REQUIRED ACTION: If a line comes after the one containing "highest available release", leave it out; copy every line before it, and that line too, exactly as written, starting from the first line of the entries.
===
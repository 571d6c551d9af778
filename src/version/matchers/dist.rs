//! Version matcher for runtime distribution releases
//!
//! Supports the specifiers users type when picking a runtime build:
//! - `4.1.0`, `v4.1.0`, `=4.1.0` - exactly that release
//! - `4`, `4.1`, `4.x`, `4.1.x`, `4.*` - highest release in that line
//! - `latest`, `stable`, `*` - highest release overall
//! - `^4.1.0`, `~4.1.0`, `>=4.0.0`, `>4.0.0`, `<=5.0.0`, `<5.0.0` - ranges
//! - `>=4.0.0, <5.0.0` - comma-separated requirements must all hold

use semver::Version;

use crate::version::error::MatchError;
use crate::version::matcher::VersionMatcher;
use crate::version::semver::{VersionKey, normalize_version, parse_version};

/// Symbolic specifiers that select the highest available release
const LATEST_ALIASES: &[&str] = &["latest", "stable", "current", "*", "x"];

pub struct DistVersionMatcher;

/// Represents a single parsed requirement
#[derive(Debug, PartialEq)]
enum VersionRequirement {
    /// Exactly this release
    Exact(Version),
    /// Caret: ^1.2.3 means >=1.2.3 <2.0.0 (special handling for 0.x)
    Caret(Version),
    /// Tilde: ~1.2.3 means >=1.2.3 <1.3.0
    Tilde(Version),
    Gte(Version),
    Gt(Version),
    Lte(Version),
    Lt(Version),
    /// Any release
    Any,
    /// Partial major: 4 or 4.x means the 4 line
    Major(u64),
    /// Partial minor: 4.1 or 4.1.x means the 4.1 line
    Minor(u64, u64),
}

impl VersionRequirement {
    /// Parse a single requirement (not comma-separated)
    fn parse(spec: &str) -> Option<Self> {
        let spec = spec.trim();

        if LATEST_ALIASES.contains(&spec.to_ascii_lowercase().as_str()) {
            Some(VersionRequirement::Any)
        } else if let Some(rest) = spec.strip_prefix(">=") {
            Self::parse_bound(rest).map(VersionRequirement::Gte)
        } else if let Some(rest) = spec.strip_prefix('>') {
            Self::parse_bound(rest).map(VersionRequirement::Gt)
        } else if let Some(rest) = spec.strip_prefix("<=") {
            Self::parse_bound(rest).map(VersionRequirement::Lte)
        } else if let Some(rest) = spec.strip_prefix('<') {
            Self::parse_bound(rest).map(VersionRequirement::Lt)
        } else if let Some(rest) = spec.strip_prefix('=') {
            Self::parse_bound(rest).map(VersionRequirement::Exact)
        } else if let Some(rest) = spec.strip_prefix('^') {
            Self::parse_bound(rest).map(VersionRequirement::Caret)
        } else if let Some(rest) = spec.strip_prefix('~') {
            Self::parse_bound(rest).map(VersionRequirement::Tilde)
        } else {
            Self::parse_plain(&normalize_version(spec))
        }
    }

    fn parse_bound(rest: &str) -> Option<Version> {
        parse_version(&normalize_version(rest))
    }

    /// Parse a requirement without an operator: exact or partial
    fn parse_plain(spec: &str) -> Option<Self> {
        let parts: Vec<&str> = spec.split('.').collect();

        match parts.as_slice() {
            [major] | [major, "x" | "*"] => major.parse().ok().map(VersionRequirement::Major),
            [major, minor] | [major, minor, "x" | "*"] => {
                let major = major.parse().ok()?;
                let minor = minor.parse().ok()?;
                Some(VersionRequirement::Minor(major, minor))
            }
            _ => Version::parse(spec).ok().map(VersionRequirement::Exact),
        }
    }

    fn satisfies(&self, version: &Version) -> bool {
        match self {
            VersionRequirement::Exact(v) => version == v,
            VersionRequirement::Caret(v) => {
                if version < v {
                    return false;
                }
                if v.major == 0 {
                    if v.minor == 0 {
                        version.major == 0 && version.minor == 0 && version.patch == v.patch
                    } else {
                        version.major == 0 && version.minor == v.minor
                    }
                } else {
                    version.major == v.major
                }
            }
            VersionRequirement::Tilde(v) => {
                version >= v && version.major == v.major && version.minor == v.minor
            }
            VersionRequirement::Gte(v) => version >= v,
            VersionRequirement::Gt(v) => version > v,
            VersionRequirement::Lte(v) => version <= v,
            VersionRequirement::Lt(v) => version < v,
            VersionRequirement::Any => version.pre.is_empty(),
            VersionRequirement::Major(major) => version.major == *major && version.pre.is_empty(),
            VersionRequirement::Minor(major, minor) => {
                version.major == *major && version.minor == *minor && version.pre.is_empty()
            }
        }
    }
}

/// All requirements must be satisfied (AND)
#[derive(Debug)]
struct VersionSpec {
    requirements: Vec<VersionRequirement>,
}

impl VersionSpec {
    fn parse(spec: &str) -> Option<Self> {
        let spec = spec.trim();
        if spec.is_empty() {
            return None;
        }

        let requirements: Option<Vec<VersionRequirement>> = spec
            .split(',')
            .map(str::trim)
            .map(VersionRequirement::parse)
            .collect();

        requirements.map(|requirements| VersionSpec { requirements })
    }

    fn satisfies(&self, version: &Version) -> bool {
        self.requirements.iter().all(|req| req.satisfies(version))
    }
}

impl VersionMatcher for DistVersionMatcher {
    fn find(&self, spec: &str, versions: &[String]) -> Result<String, MatchError> {
        let no_match = || MatchError::NoMatch {
            spec: spec.to_string(),
        };

        let Some(parsed) = VersionSpec::parse(spec) else {
            // Non-semver ids (e.g. "nightly") can still be selected verbatim
            let wanted = normalize_version(spec);
            return versions
                .iter()
                .find(|v| !wanted.is_empty() && normalize_version(v) == wanted)
                .cloned()
                .ok_or_else(no_match);
        };

        versions
            .iter()
            .filter_map(|v| {
                let key = self.ordering_key(v);
                let matched = key.version().is_some_and(|ver| parsed.satisfies(ver));
                matched.then_some((v, key))
            })
            .max_by(|(_, a), (_, b)| a.cmp(b))
            .map(|(v, _)| v.clone())
            .ok_or_else(no_match)
    }
}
===
SOLVED EXERCISE:
repository 571d6c551d9af778
filename src/version/matchers/dist.rs
//! Version matcher for runtime distribution releases
//!
//! Supports the specifiers users type when picking a runtime build:
//! - `4.1.0`, `v4.1.0`, `=4.1.0` - exactly that release
//! - `4`, `4.1`, `4.x`, `4.1.x`, `4.*` - highest release in that line
//! - `latest`, `stable`, `*` - highest release overall
//! - `^4.1.0`, `~4.1.0`, `>=4.0.0`, `>4.0.0`, `<=5.0.0`, `<5.0.0` - ranges
//! - `>=4.0.0, <5.0.0` - comma-separated requirements must all hold

use semver::Version;

use crate::version::error::MatchError;
use crate::version::matcher::VersionMatcher;
use crate::version::semver::{VersionKey, normalize_version, parse_version};

/// Symbolic specifiers that select the highest available release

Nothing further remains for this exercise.